- **REQUIRED WORK**
Every line of the data that includes "then" should be copied out.

- **PROVIDED RECORDS**
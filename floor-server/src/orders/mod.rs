//! Order coordination services
//!
//! 实时订单协调的五个服务：草稿管理、厨房路由、生命周期协调、
//! staff 通知账本，以及两个持久层 seam（订单、桌台）。

pub mod draft;
pub mod kitchen;
pub mod ledger;
pub mod lifecycle;
pub mod registry;
pub mod store;

pub use draft::DraftManager;
pub use kitchen::{CompletionOutcome, KitchenRouter};
pub use ledger::StaffLedger;
pub use lifecycle::LifecycleCoordinator;
pub use registry::{InMemoryTableRegistry, TableInfo, TableRegistry};
pub use store::{InMemoryOrderStore, OrderStore};

use serde::Serialize;
use shared::order::{Batch, KitchenTicket, OrderDraft, ProgressStatus};

/// Staff aggregate view of one table
///
/// `dataTable` / `dataTableUpdated` 的载荷，也是 `getDetailTable`
/// 的应答。
#[derive(Debug, Clone, Serialize)]
#[serde(rename_all = "camelCase")]
pub struct TableDetail {
    pub table_number: String,
    /// 未提交草稿
    pub current_order: OrderDraft,
    /// 首单快照
    pub first_order: OrderDraft,
    /// 未做完的加单批次
    pub batches: Vec<Batch>,
    /// 已完成工单
    pub completed_items: Vec<KitchenTicket>,
    #[serde(skip_serializing_if = "Option::is_none")]
    pub progress_status: Option<ProgressStatus>,
}
/// 获取当前 UTC 时间戳（毫秒）
pub fn now_millis() -> i64 {
    chrono::Utc::now().timestamp_millis()
}

/// 当前 UTC 时间的 ISO-8601 字符串（通知时间戳用）
pub fn now_iso() -> String {
    chrono::Utc::now().to_rfc3339()
}
//! Kitchen tickets and routing origins

use serde::{Deserialize, Serialize};

use super::OrderItem;

/// Sentinel area for lines without a kitchen area
///
/// Uppercase on purpose: a normalized (lowercased) real area can never
/// collide with it.
pub const UNKNOWN_AREA: &str = "UNKNOWN";

/// Case-normalize a kitchen area name
pub fn normalize_area(area: Option<&str>) -> String {
    match area.map(str::trim) {
        Some(a) if !a.is_empty() => a.to_lowercase(),
        _ => UNKNOWN_AREA.to_string(),
    }
}

/// Who a routed line belongs to: a dine-in table or an online pre-order
#[derive(Debug, Clone, PartialEq, Eq)]
pub enum OrderOrigin {
    Table { table_number: String },
    Online { customer_name: String },
}

impl OrderOrigin {
    pub fn table(number: impl Into<String>) -> Self {
        Self::Table {
            table_number: number.into(),
        }
    }

    pub fn online(name: impl Into<String>) -> Self {
        Self::Online {
            customer_name: name.into(),
        }
    }

    pub fn table_number(&self) -> Option<&str> {
        match self {
            Self::Table { table_number } => Some(table_number),
            Self::Online { .. } => None,
        }
    }

    pub fn customer_name(&self) -> Option<&str> {
        match self {
            Self::Online { customer_name } => Some(customer_name),
            Self::Table { .. } => None,
        }
    }

    /// Stable key used for completion records
    pub fn completion_key(&self) -> String {
        match self {
            Self::Table { table_number } => format!("table_{}", table_number),
            Self::Online { customer_name } => format!("online_{}", customer_name),
        }
    }
}

/// An order line enriched with its origin, queued for one kitchen area
///
/// Tickets are matched by `(menu_item_id, origin_key, batch_id)`;
/// duplicate menu items within one scope are indistinguishable.
#[derive(Debug, Clone, Serialize, Deserialize, PartialEq)]
#[serde(rename_all = "camelCase")]
pub struct KitchenTicket {
    #[serde(flatten)]
    pub item: OrderItem,
    /// Session-store key of the pending scope this line came from
    pub origin_key: String,
    #[serde(skip_serializing_if = "Option::is_none")]
    pub batch_id: Option<i64>,
    #[serde(skip_serializing_if = "Option::is_none")]
    pub table_number: Option<String>,
    #[serde(skip_serializing_if = "Option::is_none")]
    pub customer_name: Option<String>,
    pub timestamp: i64,
}

impl KitchenTicket {
    pub fn new(
        item: OrderItem,
        origin: &OrderOrigin,
        origin_key: impl Into<String>,
        batch_id: Option<i64>,
    ) -> Self {
        Self {
            item,
            origin_key: origin_key.into(),
            batch_id,
            table_number: origin.table_number().map(String::from),
            customer_name: origin.customer_name().map(String::from),
            timestamp: crate::util::now_millis(),
        }
    }

    /// Ticket identity within its queue
    pub fn matches(&self, menu_item_id: &str, origin_key: &str, batch_id: Option<i64>) -> bool {
        self.item.menu_item_id == menu_item_id
            && self.origin_key == origin_key
            && self.batch_id == batch_id
    }
}

#[cfg(test)]
mod tests {
    use super::*;

    #[test]
    fn test_normalize_area() {
        assert_eq!(normalize_area(Some("Grill")), "grill");
        assert_eq!(normalize_area(Some("  WOK  ")), "wok");
        assert_eq!(normalize_area(Some("")), UNKNOWN_AREA);
        assert_eq!(normalize_area(None), UNKNOWN_AREA);
    }

    #[test]
    fn test_completion_key() {
        assert_eq!(OrderOrigin::table("12").completion_key(), "table_12");
        assert_eq!(OrderOrigin::online("An").completion_key(), "online_An");
    }
}
//! Logging setup for processes embedding the engine.
//!
//! # Configuration
//!
//! ```bash
//! # Output format: json (default) or pretty
//! export CADENCE_LOG_FORMAT=pretty
//!
//! # Standard filter directives
//! export RUST_LOG=cadence_runtime=debug,cadence_storage=info
//! ```

use tracing_subscriber::{layer::SubscriberExt, util::SubscriberInitExt, EnvFilter};

const DEFAULT_FILTER: &str = "cadence_runtime=info,cadence_storage=info,cadence_core=info";

#[derive(Debug, Clone, Copy, PartialEq, Eq, Default)]
pub enum LogFormat {
    /// One JSON object per event, for log aggregation
    #[default]
    Json,
    Pretty,
}

/// Configuration for the global tracing subscriber.
#[derive(Debug, Clone)]
pub struct TelemetryConfig {
    pub format: LogFormat,

    /// Filter used when `RUST_LOG` is unset
    pub default_filter: String,
}

impl Default for TelemetryConfig {
    fn default() -> Self {
        Self {
            format: LogFormat::default(),
            default_filter: DEFAULT_FILTER.to_string(),
        }
    }
}

impl TelemetryConfig {
    /// Load configuration from environment variables.
    ///
    /// Environment variables:
    /// - `CADENCE_LOG_FORMAT`: `json` or `pretty` (default: json)
    /// - `CADENCE_LOG_FILTER`: fallback filter when `RUST_LOG` is unset
    pub fn from_env() -> Self {
        Self::from_lookup(|key| std::env::var(key).ok())
    }

    pub fn from_lookup<F>(lookup: F) -> Self
    where
        F: Fn(&str) -> Option<String>,
    {
        let format = match lookup("CADENCE_LOG_FORMAT").as_deref() {
            Some("pretty") | Some("text") => LogFormat::Pretty,
            Some("json") | None => LogFormat::Json,
            Some(other) => {
                eprintln!("Warning: CADENCE_LOG_FORMAT={other} is not recognised, using json");
                LogFormat::Json
            }
        };

        Self {
            format,
            default_filter: lookup("CADENCE_LOG_FILTER").unwrap_or_else(|| DEFAULT_FILTER.to_string()),
        }
    }

    /// Install the global subscriber.
    ///
    /// # Errors
    ///
    /// Returns an error if a global subscriber is already installed.
    pub fn init(&self) -> Result<(), Box<dyn std::error::Error + Send + Sync>> {
        let env_filter = EnvFilter::try_from_default_env()
            .unwrap_or_else(|_| EnvFilter::new(&self.default_filter));

        match self.format {
            LogFormat::Json => tracing_subscriber::registry()
                .with(env_filter)
                .with(tracing_subscriber::fmt::layer().json())
                .try_init()?,
            LogFormat::Pretty => tracing_subscriber::registry()
                .with(env_filter)
                .with(tracing_subscriber::fmt::layer().pretty())
                .try_init()?,
        }

        tracing::info!(format = ?self.format, "Logging initialized");
        Ok(())
    }
}

/// Install a subscriber that writes through the test harness.
///
/// Safe to call from every test; only the first call installs anything.
pub fn init_for_tests() {
    let env_filter =
        EnvFilter::try_from_default_env().unwrap_or_else(|_| EnvFilter::new("cadence_runtime=debug"));
    let _ = tracing_subscriber::registry()
        .with(env_filter)
        .with(tracing_subscriber::fmt::layer().with_test_writer())
        .try_init();
}

#[cfg(test)]
mod tests {
    use super::*;

    #[test]
    fn test_format_from_lookup() {
        let pretty = TelemetryConfig::from_lookup(|key| {
            (key == "CADENCE_LOG_FORMAT").then(|| "pretty".to_string())
        });
        assert_eq!(pretty.format, LogFormat::Pretty);
        assert_eq!(pretty.default_filter, DEFAULT_FILTER);

        let fallback = TelemetryConfig::from_lookup(|key| {
            (key == "CADENCE_LOG_FORMAT").then(|| "xml".to_string())
        });
        assert_eq!(fallback.format, LogFormat::Json);
    }

    #[test]
    fn test_init_for_tests_is_repeatable() {
        init_for_tests();
        init_for_tests();
    }
}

- **RESPONSE AREA**
            (key == "CADENCE_LOG_FORMAT").then(|| "pretty".to_string())
            (key == "CADENCE_LOG_FORMAT").then(|| "xml".to_string())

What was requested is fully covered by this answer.